Appearance change is a challenging problem in tracking moving objects in surveillance video. It presents difficulties to the tracker in linking the same object in different frames if the appearance changes significantly. Unlike conventional methods addressing the appearance change problem by investigating different online appearance model update algorithms, we handle this problem by predicting the target appearance change during tracking. Based on the analysis of motion related appearance change, we propose Structure Complexity Coefficients (SCC) to predict the appearance stability of moving objects. Different from the standard Hidden Markov Model (HMM) based tracking algorithms where observations between different frames are assumed to be independent, we consider the observation dependency between consecutive frames with the target appearance stability predicted by SCC. Experimental results show the proposed SCC can accurately predict the target appearance change and improve the tracking accuracy of moving objects under the Observation Dependent Hidden Markov Model (OD-HMM) based tracking framework.

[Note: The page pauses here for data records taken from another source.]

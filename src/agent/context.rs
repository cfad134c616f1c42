//! Prompt assembly for provider requests.

use serde_json::Value;

use crate::session::{Message, Role};
use crate::tools::ToolDescriptor;

pub const DEFAULT_SYSTEM_PROMPT: &str = "You are Voice Mirror, a voice assistant running on the user's computer. \
Your replies are spoken aloud, so keep them short and conversational and do not use markdown.";

/// Instruction appended to a tool result on the text-directive path.
pub const SPOKEN_ANSWER_INSTRUCTION: &str = "Answer the user's question using only the data above. \
Respond in plain spoken language, under 100 words, without markdown.";

/// Builds the message list for a request.
#[derive(Debug, Clone)]
pub struct ContextBuilder {
    system_prompt: String,
}

impl ContextBuilder {
    pub fn new(system_prompt: Option<&str>) -> Self {
        Self {
            system_prompt: system_prompt
                .filter(|p| !p.trim().is_empty())
                .unwrap_or(DEFAULT_SYSTEM_PROMPT)
                .to_string(),
        }
    }

    pub fn system_prompt(&self) -> &str {
        &self.system_prompt
    }

    /// Messages to send for `history`.
    ///
    /// Backends with native tool support get the history unchanged. Others get
    /// the tool directive format and tool list added to the system prompt.
    pub fn build_messages(
        &self,
        history: &[Message],
        tools: &[ToolDescriptor],
        native_tools: bool,
    ) -> Vec<Message> {
        let mut messages = history.to_vec();
        if native_tools || tools.is_empty() {
            return messages;
        }

        let instructions = tool_instructions(tools);
        match messages.first_mut() {
            Some(first) if first.role == Role::System => {
                first.content = format!("{}\n\n{}", first.content, instructions);
            }
            _ => messages.insert(0, Message::system(&instructions)),
        }
        messages
    }
}

/// Describe the directive format and the available tools.
pub fn tool_instructions(tools: &[ToolDescriptor]) -> String {
    let mut lines = vec![
        "You can use tools. To call one, reply with only a JSON object and nothing else:".to_string(),
        r#"{"tool": "<tool name>", "args": {<arguments>}}"#.to_string(),
        "After the tool runs you will receive its result.".to_string(),
        String::new(),
        "Available tools:".to_string(),
    ];
    for tool in tools {
        lines.push(format!(
            "- {}({}): {}",
            tool.name,
            signature(&tool.input_schema),
            tool.description
        ));
    }
    lines.join("\n")
}

/// The user message that carries a tool result back on the text path.
pub fn tool_followup(tool: &str, result: &str) -> String {
    format!(
        "Tool result from {}:\n{}\n\n{}",
        tool, result, SPOKEN_ANSWER_INSTRUCTION
    )
}

fn signature(schema: &Value) -> String {
    let required: Vec<&str> = schema
        .get("required")
        .and_then(|r| r.as_array())
        .map(|r| r.iter().filter_map(|v| v.as_str()).collect())
        .unwrap_or_default();

    schema
        .get("properties")
        .and_then(|p| p.as_object())
        .map(|props| {
            props
                .keys()
                .map(|k| {
                    if required.contains(&k.as_str()) {
                        k.clone()
                    } else {
                        format!("{}?", k)
                    }
                })
                .collect::<Vec<_>>()
                .join(", ")
        })
        .unwrap_or_default()
}

#[cfg(test)]
mod tests {
    use super::*;
    use serde_json::json;

    fn tools() -> Vec<ToolDescriptor> {
        vec![ToolDescriptor::new(
            "memory_search",
            "Search stored memories",
            json!({
                "type": "object",
                "properties": {"query": {"type": "string"}, "max_results": {"type": "integer"}},
                "required": ["query"]
            }),
        )]
    }

    #[test]
    fn test_default_prompt() {
        assert_eq!(ContextBuilder::new(None).system_prompt(), DEFAULT_SYSTEM_PROMPT);
        assert_eq!(ContextBuilder::new(Some("custom")).system_prompt(), "custom");
    }

    #[test]
    fn test_native_history_unchanged() {
        let builder = ContextBuilder::new(None);
        let history = vec![Message::system("p"), Message::user("hi")];
        assert_eq!(builder.build_messages(&history, &tools(), true), history);
    }

    #[test]
    fn test_text_mode_extends_system_prompt() {
        let builder = ContextBuilder::new(None);
        let history = vec![Message::system("p"), Message::user("hi")];
        let messages = builder.build_messages(&history, &tools(), false);

        assert_eq!(messages.len(), 2);
        assert!(messages[0].content.starts_with("p\n\nYou can use tools."));
        assert!(messages[0]
            .content
            .contains("- memory_search(max_results?, query): Search stored memories"));

        let bare = builder.build_messages(&[Message::user("hi")], &tools(), false);
        assert_eq!(bare[0].role, Role::System);
        assert_eq!(bare.len(), 2);
    }

    #[test]
    fn test_tool_followup() {
        let text = tool_followup("voice_inbox", "No new messages.");
        assert!(text.starts_with("Tool result from voice_inbox:\nNo new messages."));
        assert!(text.ends_with(SPOKEN_ANSWER_INSTRUCTION));
    }
}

Occlusion is another common challenge to visual object tracking for surveillance, especially for the case where occlusion and large appearance change co-exist. If occlusion occurs, the appearance of the ''occluder'' should not be treated as the target in appearance model update. On the other hand, if appearance change occurs, the changed target appearance should be updated into the appearance model. For recent research works which address the occlusion problem, there exists uncertainty in distinguishing occlusion and large appearance change scenarios in model update process. To address this problem, we propose a backward model validation based visual tracking (BVT) algorithm, which performs model update first in frame n and then uses the information from the incoming frame (the n+1th frame) to backward check whether the update is valid (occurrence of appearance variation) or not (occurrence of occlusion). In this way, the uncertainty of validating unpredictable features with the existing appearance models can be avoided. Moreover, an adaptive feature fusion method is designed to properly integrate the color based feature with texture based one. The proposed feature extraction method provides a robust representation of the target with both rotation and shape deformation.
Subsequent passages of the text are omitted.